The cash market saw mixed pricing for the third straight day Friday. Call it a tie.

Following the dominance of softness Wednesday and firmness Thursday, small increases and decreases were fairly evenly divided Friday. Most of the market was close to flat as few points strayed from unchanged (no matter which direction) by more than a dime. Outside of Westcoast Station 2’s loss of more than C35 cents, the next largest declines were around 15 cents. Gains ran as high as about a dime.

It appeared that weekend heating load and support from the previous day’s screen rise of 12.4 cents were balanced pretty well against the use of storage supplanting purchases of new production and the industrial demand slump that typically accompanies a weekend trading period, one source said.

Little change in weather patterns was due over the weekend. The West would remain stormy for the most part with heavy snowfalls, particularly in the mountainous elevations. The Northeast and Midwest were expected to stay frigid with overnight lows below freezing. A respite from the cold is likely by the middle of this week in the Midwest, according to The Weather Channel (TWC), but the Northeast will continue to feel the cold snap through the end of the week and possibly beyond.

The primary new weather development was a weekend cooling trend in the heretofore mild South, TWC said. The only parts of the region that would remain warm would be South Texas, coastal sections of Gulf Coast states and the Florida peninsula, it added.

A much-needed addition to Gulf Coast processing capacity had been expected Thursday as the Amerada Hess-operated Sea Robin Processing Plant was scheduled to begin ramping up operations that had been shut down since the passage of Hurricane Rita last September. However, Sea Robin Pipeline said early Friday afternoon the plant “has postponed the processing operations begin time.” A pipeline spokesman confirmed that the plant remained nonoperational Friday. Attempts to contact Hess about the delay in resumption of processing were unsuccessful.

The scheduled start Saturday of Westcoast capacity constraints by the White Rock Project (see Transportation Notes) had negative price implications upstream and positive ones downstream. Westcoast Station 2 recorded Friday’s biggest loss by far, while Sumas had the only significant gain of about a dime in the Rockies/Pacific Northwest/San Juan Basin market.

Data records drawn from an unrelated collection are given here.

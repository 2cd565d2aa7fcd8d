// ============================================================================
// tgrun-core/src/runner.rs
// ============================================================================
//
// TOOL RUNNER: Resolve once per run, then hand off to the right supervisor
//
// The runner owns a resolver and one supervisor per invocation mode. Each
// start resolves a fresh plan, so installing the tool or registering the
// module between runs takes effect immediately. terminate() and is_running()
// are forwarded to whichever supervisor holds the active run.

// ---- Internal crate imports ----
use crate::config::CoreConfig;
use crate::error::{CoreError, CoreResult};
use crate::module::ModuleRegistry;
use crate::plan::{InvocationMode, InvocationPlan};
use crate::resolver::{CommandResolver, DependencyReport};
use crate::supervisor::{
    ExitCallback, InProcessSupervisor, LineCallback, ProcessSupervisor, Supervisor,
};

/// Entry point for running the tool with whatever invocation form is present.
///
/// # Examples
///
/// ```rust,no_run
/// use tgrun_core::{CoreConfig, Dispatcher, ModuleRegistry, ToolRunner};
/// use tgrun_core::tool_args::ConvertArgs;
///
/// # fn main() -> Result<(), Box<dyn std::error::Error>> {
/// let runner = ToolRunner::new(CoreConfig::default(), ModuleRegistry::new())?;
/// let (dispatcher, sender) = Dispatcher::new();
/// let (on_line, on_exit) = sender.callbacks();
/// runner.start(ConvertArgs::new("clip.mp4").to_args()?, on_line, on_exit)?;
/// # Ok(())
/// # }
/// ```
pub struct ToolRunner {
    resolver: CommandResolver,
    process: ProcessSupervisor,
    in_process: InProcessSupervisor,
}

impl ToolRunner {
    /// Validates `config` and builds both supervisors.
    pub fn new(config: CoreConfig, registry: ModuleRegistry) -> CoreResult<Self> {
        config.validate()?;
        let process = ProcessSupervisor::new(config.echo_command);
        let in_process =
            InProcessSupervisor::new(registry.clone(), config.module_name.clone(), config.echo_command);
        Ok(Self {
            resolver: CommandResolver::new(config, registry),
            process,
            in_process,
        })
    }

    pub fn resolve(&self) -> InvocationPlan {
        self.resolver.resolve()
    }

    pub fn resolver(&self) -> &CommandResolver {
        &self.resolver
    }

    pub fn dependency_report(&self) -> DependencyReport {
        self.resolver.dependency_report()
    }

    /// Resolves the tool and starts it with `args`.
    pub fn start(
        &self,
        args: Vec<String>,
        on_line: LineCallback,
        on_exit: ExitCallback,
    ) -> CoreResult<InvocationPlan> {
        if self.is_running() {
            return Err(CoreError::AlreadyRunning);
        }

        let plan = self.resolve().with_args(args);
        match plan.mode() {
            InvocationMode::External => self.process.start(&plan, on_line, on_exit)?,
            InvocationMode::InProcess => self.in_process.start(&plan, on_line, on_exit)?,
            InvocationMode::Unavailable => {
                let config = self.resolver.config();
                return Err(CoreError::ToolUnavailable(format!(
                    "{} (module '{}')",
                    config.tool_name, config.module_name
                )));
            }
        }
        Ok(plan)
    }

    pub fn terminate(&self) {
        self.process.terminate();
        self.in_process.terminate();
    }

    pub fn is_running(&self) -> bool {
        self.process.is_running() || self.in_process.is_running()
    }
}

#[cfg(test)]
mod tests {
    use super::*;
    use crate::config::CoreConfigBuilder;

    #[test]
    fn unavailable_tool_is_rejected_synchronously() {
        let config = CoreConfigBuilder::new()
            .tool_name("tgrun-runner-missing-tool")
            .module_name("tgrun-runner-missing-module")
            .build();
        let runner = ToolRunner::new(config, ModuleRegistry::new()).unwrap();

        let result = runner.start(vec!["convert".into()], Box::new(|_| {}), Box::new(|_| {}));
        assert!(matches!(result, Err(CoreError::ToolUnavailable(_))));
        assert!(!runner.is_running());
    }

    #[test]
    fn invalid_config_is_rejected() {
        let config = CoreConfigBuilder::new().tool_name("").build();
        assert!(matches!(
            ToolRunner::new(config, ModuleRegistry::new()),
            Err(CoreError::Config(_))
        ));
    }
}
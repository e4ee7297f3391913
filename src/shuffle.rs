use rand::Rng;

/// Returns a new, uniformly random permutation of `items`. The input is
/// never mutated; the caller keeps its original order.
///
/// Fisher-Yates over a cloned buffer: walk `i` from the last position
/// down to 1, draw `j` in `[0, i]`, swap. Every one of the n!
/// permutations is equally likely and the walk is O(n).
pub fn shuffled<T: Clone, R: Rng>(items: &[T], rng: &mut R) -> Vec<T> {
    let mut out = items.to_vec();
    for i in (1..out.len()).rev() {
        let j = rng.gen_range(0..=i);
        out.swap(i, j);
    }
    out
}

/// `shuffled` with the process-wide RNG, for callers that do not need
/// an injected source.
pub fn shuffled_default<T: Clone>(items: &[T]) -> Vec<T> {
    shuffled(items, &mut rand::thread_rng())
}

#[cfg(test)]
mod tests {
    use super::*;
    use rand::rngs::StdRng;
    use rand::SeedableRng;

    #[test]
    fn test_shuffled_is_a_permutation() {
        let mut rng = StdRng::seed_from_u64(42);
        let input: Vec<u32> = (0..50).collect();
        let out = shuffled(&input, &mut rng);

        assert_eq!(out.len(), input.len());
        let mut sorted = out.clone();
        sorted.sort_unstable();
        assert_eq!(sorted, input);
        // Input untouched.
        assert_eq!(input, (0..50).collect::<Vec<u32>>());
    }

    #[test]
    fn test_shuffled_empty_input() {
        let mut rng = StdRng::seed_from_u64(0);
        let input: Vec<u32> = Vec::new();
        assert!(shuffled(&input, &mut rng).is_empty());
    }

    #[test]
    fn test_shuffled_single_element() {
        let mut rng = StdRng::seed_from_u64(0);
        let out = shuffled(&["only"], &mut rng);
        assert_eq!(out, vec!["only"]);
    }

    #[test]
    fn test_shuffled_uniformity_smoke() {
        // 4 elements, 40k trials: each element should land in each
        // position about 10k times. Loose tolerance, this is a smoke
        // test rather than a distribution proof.
        let mut rng = StdRng::seed_from_u64(7);
        let input = [0usize, 1, 2, 3];
        let trials = 40_000;
        let mut counts = [[0usize; 4]; 4];

        for _ in 0..trials {
            let out = shuffled(&input, &mut rng);
            for (pos, &elem) in out.iter().enumerate() {
                counts[elem][pos] += 1;
            }
        }

        let expected = trials / 4;
        for row in &counts {
            for &count in row {
                assert!(
                    count > expected * 9 / 10 && count < expected * 11 / 10,
                    "position count {} too far from expected {}",
                    count,
                    expected
                );
            }
        }
    }

    #[test]
    fn test_shuffled_default_preserves_elements() {
        let input: Vec<u32> = (0..10).collect();
        let mut out = shuffled_default(&input);
        out.sort_unstable();
        assert_eq!(out, input);
    }
}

In his Friday advisory, Citigroup analyst Kyle Cooper noted that after being “whipsawed” with his storage report estimations in the previous two weeks, he found it refreshing that the most recent report was only 1 Bcf off his projected midpoint. Various models could be used to construe last Thursday’s report as either slightly bullish or bearish, he said. “However, when inventories are considered, with current levels over 450 Bcf higher than last year, the supply/demand balance must tighten up significantly to alleviate a looming storage crisis. If the temperature-adjusted supply/demand balance is roughly equal to last year, then a repeat of last year’s very bullish weather patterns would result in nearly the same injection. Over 2 Tcf of gas was injected last year. There is not room to inject 2 Tcf into storage this year. Something must change; supply must be reduced or demand increased.”

A Gulf Coast producer interpreted the screen’s 21.4-cent drop Friday as mainly compensating for Thursday’s gain, saying it made no sense for April futures to move higher after what she considered a bearish storage report Thursday morning. “It had better be a hot summer,” or the year-on-year storage surplus will crush prices then, she said.

The producer reported being told recently by a customer that the nearly concluded mild winter was much like one in the early 1990s. His central U.S. metropolitan area consumed about 1.5 Bcf less gas during the 2005-06 winter than in the previous warm winter, the customer said, even though both seasons had a similar number of heating degree days. He attributed it to a lot more energy efficiency measures in use by industry now “and people being much more cognizant of their thermostat settings.”

It seems like the industry is reaching the saturation point with new pipeline projects, the producer continued. Her major complaint was that “everything’s going west to east; I haven’t seen anything going north.”

Although some may consider winter a closed book by now, Weather 2000 expects March to conclude about as wintry as the month ever gets — and that can be pretty wintry, going by past history. Remaining stores of Canadian polar air will be delivered into the continental U.S. over the next four weeks, the consulting firm said. “And where the air masses clash, the results will vary by latitude: Severe thunderstorms to the South, hefty snows to the North. Strong sustained winds supporting wildfires to the South and enhancing windchills to the North.”

Weather 2000 said people should remember that prior to this February’s blizzard, the second and fifth largest snowstorms in New York City history (dating back to 1869) occurred in March, and the month also produced the greatest blizzard of all time in the eastern U.S. “With prevailing and anticipated blocked-flow patterns, and some computer models having a tendency to ‘prematurely push storms offshore,’ our research concludes that the Mid-Atlantic/Northeast states could be ‘surprised’ and faced with a significant winter snowstorm(s) prior to April 1.”